### What you need to do
Which lines of the entries contain the string "warn"? Copy each of them.

### Record extracts
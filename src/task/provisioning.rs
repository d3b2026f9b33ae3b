use std::fmt;
use std::sync::atomic::{AtomicBool, Ordering};
use std::sync::{Arc, Mutex};

use crate::authorization::Authorization;
use crate::config::ProvisioningConfig;
use crate::contract::{ProvisioningContract, RequestData};
use crate::error::{ArgumentError, ParseError, ProvisioningError};
use crate::model::{ProvisioningStatus, RegistrationOperationStatus};
use crate::result::{ProvisioningDeviceStatus, RegistrationCallback, RegistrationResult};
use crate::security::SecurityProvider;
use crate::task::pool::WorkerPool;
use crate::task::register::{RegisterTask, Registration};
use crate::task::status::StatusTask;

const WORKER_POOL_SIZE: usize = 2;

/// Drives one device registration from the first authentication to a terminal
/// status and reports the outcome to the registration callback exactly once
///
/// # Example
/// ```no_run
/// use std::sync::Arc;
/// use azure_iot_provisioning::{
///     completion_channel, ProvisioningConfig, ProvisioningContract, ProvisioningTask,
///     SecurityProvider,
/// };
///
/// async fn provision(
///     contract: Arc<dyn ProvisioningContract>,
///     provider: SecurityProvider,
/// ) -> azure_iot_provisioning::Result<()> {
///     let (callback, completion) = completion_channel();
///     let task = ProvisioningTask::builder()
///         .config(ProvisioningConfig::new("0ne000EEBBD")?)
///         .contract(contract)
///         .security_provider(provider)
///         .on_registration_complete(callback)
///         .build()?;
///
///     task.call().await?;
///
///     if let Ok(completion) = completion.await {
///         let result = completion.into_result()?;
///         println!("Assigned to {:?}", result.iothub_uri());
///     }
///     Ok(())
/// }
/// ```
pub struct ProvisioningTask {
    callback: Mutex<Option<RegistrationCallback>>,
    attempt: Arc<Attempt>,
}

impl fmt::Debug for ProvisioningTask {
    fn fmt(&self, f: &mut fmt::Formatter<'_>) -> fmt::Result {
        f.debug_struct("ProvisioningTask")
            .field("config", &self.attempt.config)
            .field("security_provider", &self.attempt.security_provider)
            .field("pool", &self.attempt.pool)
            .field("closed", &self.attempt.closed)
            .finish_non_exhaustive()
    }
}

impl ProvisioningTask {
    /// Get a builder for the provisioning task
    pub fn builder() -> ProvisioningTaskBuilder {
        ProvisioningTaskBuilder::default()
    }

    /// Register the device and invoke the registration callback with the outcome
    ///
    /// Every failure along the way is delivered through the callback; the task is
    /// closed before this returns. Only a repeated call fails, with
    /// [`ArgumentError::CallbackConsumed`].
    ///
    /// The registration runs on its own tokio task. Dropping the returned future
    /// does not cancel it: the callback still fires once and the task is closed.
    pub async fn call(&self) -> Result<(), ArgumentError> {
        let Some(callback) = self.take_callback() else {
            warn!("Provisioning task was already called, ignoring");
            return Err(ArgumentError::CallbackConsumed);
        };

        let attempt = self.attempt.clone();
        let registration = tokio::spawn(async move {
            let (result, error) = match attempt.provision().await {
                Ok(outcome) => outcome,
                Err(e) => {
                    debug!("Registration did not complete: {}", e);
                    (RegistrationResult::empty(ProvisioningDeviceStatus::Error), Some(e))
                }
            };

            callback(result, error);
            attempt.close().await;
        });

        if let Err(e) = registration.await {
            warn!("Registration task did not run to completion: {}", e);
        }

        Ok(())
    }

    /// Close the transport contract and shut the worker pool down, aborting
    /// outstanding work. Closing twice is a no-op.
    pub async fn close(&self) {
        self.attempt.close().await;
    }

    /// Whether the task has been closed
    pub fn is_closed(&self) -> bool {
        self.attempt.is_closed()
    }

    fn take_callback(&self) -> Option<RegistrationCallback> {
        match self.callback.lock() {
            Ok(mut callback) => callback.take(),
            Err(poisoned) => poisoned.into_inner().take(),
        }
    }
}

/// State shared between a [`ProvisioningTask`] and the registration it spawned
struct Attempt {
    config: Arc<ProvisioningConfig>,
    contract: Arc<dyn ProvisioningContract>,
    security_provider: SecurityProvider,
    pool: WorkerPool,
    closed: AtomicBool,
}

impl Attempt {
    async fn close(&self) {
        if self.closed.swap(true, Ordering::SeqCst) {
            return;
        }

        if let Err(e) = self.contract.close().await {
            warn!("Could not close the provisioning contract: {}", e);
        }
        self.pool.close().await;
    }

    fn is_closed(&self) -> bool {
        self.closed.load(Ordering::SeqCst) && self.pool.is_shutdown()
    }

    async fn provision(&self) -> crate::Result<(RegistrationResult, Option<ProvisioningError>)> {
        let timeouts = self.config.timeouts();
        let registration_id = self.security_provider.registration_id()?;

        let mut request = RequestData::new(registration_id)
            .with_global_endpoint(self.config.global_endpoint())
            .with_id_scope(self.config.id_scope())
            .with_x509(self.security_provider.is_x509())
            .with_payload(self.config.custom_payload().cloned());
        if let Some(tls_context) = self.security_provider.tls_context() {
            request = request.with_tls_context(tls_context);
        }
        self.contract.open(&request).await?;

        let register = RegisterTask::new(
            self.config.clone(),
            self.security_provider.clone(),
            self.contract.clone(),
            Authorization::new(),
        );
        let Registration {
            mut status,
            authorization,
        } = self
            .pool
            .run(timeouts.register_task(), "register task", register.call())
            .await?;

        loop {
            debug!(
                "Registration operation {} is {}",
                status.operation_id, status.status
            );

            match status.status {
                ProvisioningStatus::Unassigned | ProvisioningStatus::Assigning => {
                    tokio::time::sleep(self.contract.retry_interval()).await;

                    let poll = StatusTask::new(
                        self.security_provider.clone(),
                        self.contract.clone(),
                        &status.operation_id,
                        authorization.clone(),
                        timeouts.status_response(),
                    )?;
                    status = self
                        .pool
                        .run(timeouts.status_task(), "status task", poll.call())
                        .await?;
                }
                ProvisioningStatus::Assigned => {
                    return Ok((self.assigned(status)?, None));
                }
                ProvisioningStatus::Failed => {
                    return Ok((
                        RegistrationResult::empty(ProvisioningDeviceStatus::Failed),
                        Some(hub_error(status)),
                    ));
                }
                ProvisioningStatus::Disabled => {
                    return Ok((
                        RegistrationResult::empty(ProvisioningDeviceStatus::Disabled),
                        Some(hub_error(status)),
                    ));
                }
            }
        }
    }

    fn assigned(&self, status: RegistrationOperationStatus) -> crate::Result<RegistrationResult> {
        let state = status.registration_state.ok_or_else(|| {
            ProvisioningError::Protocol("assigned status carries no registration state".to_string())
        })?;

        let Some(iothub_uri) = non_empty(&state.assigned_hub) else {
            return Err(ProvisioningError::Protocol("assigned hub is missing".to_string()));
        };
        let Some(device_id) = non_empty(&state.device_id) else {
            return Err(ProvisioningError::Protocol("device id is missing".to_string()));
        };

        let authentication_key = match &self.security_provider {
            SecurityProvider::Tpm(provider) => {
                let key = state
                    .tpm
                    .as_ref()
                    .and_then(|tpm| non_empty(&tpm.authentication_key))
                    .ok_or_else(|| {
                        ProvisioningError::Protocol(
                            "authentication key is missing for the TPM".to_string(),
                        )
                    })?;
                let key = base64::decode(&key)
                    .map_err(|e| ParseError::Base64("tpm.authenticationKey", e))?;
                provider.activate_identity_key(&key)?;
                Some(key)
            }
            _ => None,
        };

        debug!("Device {} assigned to {}", device_id, iothub_uri);

        Ok(RegistrationResult::assigned(
            &state,
            iothub_uri,
            device_id,
            authentication_key,
        ))
    }
}

fn non_empty(value: &Option<String>) -> Option<String> {
    value.as_ref().filter(|value| !value.is_empty()).cloned()
}

fn hub_error(status: RegistrationOperationStatus) -> ProvisioningError {
    match status.registration_state {
        Some(state) => {
            let message = match state.error_message {
                Some(message) => message,
                None => format!("registration {}", state.status),
            };
            ProvisioningError::Hub {
                message,
                error_code: state.error_code,
            }
        }
        None => ProvisioningError::Hub {
            message: format!("registration {}", status.status),
            error_code: None,
        },
    }
}

/// Builder for a [`ProvisioningTask`]
#[derive(Default)]
pub struct ProvisioningTaskBuilder {
    config: Option<Arc<ProvisioningConfig>>,
    contract: Option<Arc<dyn ProvisioningContract>>,
    security_provider: Option<SecurityProvider>,
    callback: Option<RegistrationCallback>,
}

impl fmt::Debug for ProvisioningTaskBuilder {
    fn fmt(&self, f: &mut fmt::Formatter<'_>) -> fmt::Result {
        f.debug_struct("ProvisioningTaskBuilder")
            .field("config", &self.config)
            .field("contract", &self.contract.is_some())
            .field("security_provider", &self.security_provider)
            .field("callback", &self.callback.is_some())
            .finish()
    }
}

impl ProvisioningTaskBuilder {
    /// Set the provisioning config
    pub fn config<C>(mut self, config: C) -> Self
    where
        C: Into<Arc<ProvisioningConfig>>,
    {
        self.config = Some(config.into());
        self
    }

    /// Set the transport contract
    pub fn contract(mut self, contract: Arc<dyn ProvisioningContract>) -> Self {
        self.contract = Some(contract);
        self
    }

    /// Set the security provider holding the device identity
    pub fn security_provider(mut self, security_provider: SecurityProvider) -> Self {
        self.security_provider = Some(security_provider);
        self
    }

    /// Set the callback receiving the registration outcome
    pub fn on_registration_complete<F>(mut self, callback: F) -> Self
    where
        F: FnOnce(RegistrationResult, Option<ProvisioningError>) + Send + 'static,
    {
        self.callback = Some(Box::new(callback));
        self
    }

    /// Build the provisioning task
    pub fn build(self) -> Result<ProvisioningTask, ArgumentError> {
        let Some(config) = self.config else {
            return Err(ArgumentError::UninitializedField("config"));
        };

        let Some(contract) = self.contract else {
            return Err(ArgumentError::UninitializedField("contract"));
        };

        let Some(security_provider) = self.security_provider else {
            return Err(ArgumentError::UninitializedField("security_provider"));
        };

        let Some(callback) = self.callback else {
            return Err(ArgumentError::UninitializedField("registration_callback"));
        };

        Ok(ProvisioningTask {
            callback: Mutex::new(Some(callback)),
            attempt: Arc::new(Attempt {
                config,
                contract,
                security_provider,
                pool: WorkerPool::new(WORKER_POOL_SIZE),
                closed: AtomicBool::new(false),
            }),
        })
    }
}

### Your response
            warn!("Provisioning task was already called, ignoring");
            warn!("Registration task did not run to completion: {}", e);
            warn!("Could not close the provisioning contract: {}", e);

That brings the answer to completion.